Assigned task: Restate word for word the lines that run from the one containing "global fmt subscriber." to the last line of the data, both ends included.

Extracted records:
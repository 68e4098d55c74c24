//! Tracing subscriber setup for hosts embedding the engine

use tracing_subscriber::{layer::SubscriberExt, util::SubscriberInitExt, EnvFilter};

/// Install a global fmt subscriber.
///
/// `RUST_LOG` takes precedence over `level`. Returns `false` when a global
/// subscriber was already installed, in which case nothing changes.
pub fn init(level: &str, json: bool) -> bool {
    let filter = EnvFilter::try_from_default_env().unwrap_or_else(|_| EnvFilter::new(level));
    let registry = tracing_subscriber::registry().with(filter);
    let result = if json {
        registry
            .with(tracing_subscriber::fmt::layer().json().with_current_span(true))
            .try_init()
    } else {
        registry
            .with(tracing_subscriber::fmt::layer().with_target(true))
            .try_init()
    };
    result.is_ok()
}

Task output:
/// Install a global fmt subscriber.
///
/// `RUST_LOG` takes precedence over `level`. Returns `false` when a global
/// subscriber was already installed, in which case nothing changes.
pub fn init(level: &str, json: bool) -> bool {
    let filter = EnvFilter::try_from_default_env().unwrap_or_else(|_| EnvFilter::new(level));
    let registry = tracing_subscriber::registry().with(filter);
    let result = if json {
        registry
            .with(tracing_subscriber::fmt::layer().json().with_current_span(true))
            .try_init()
    } else {
        registry
            .with(tracing_subscriber::fmt::layer().with_target(true))
            .try_init()
    };
    result.is_ok()
}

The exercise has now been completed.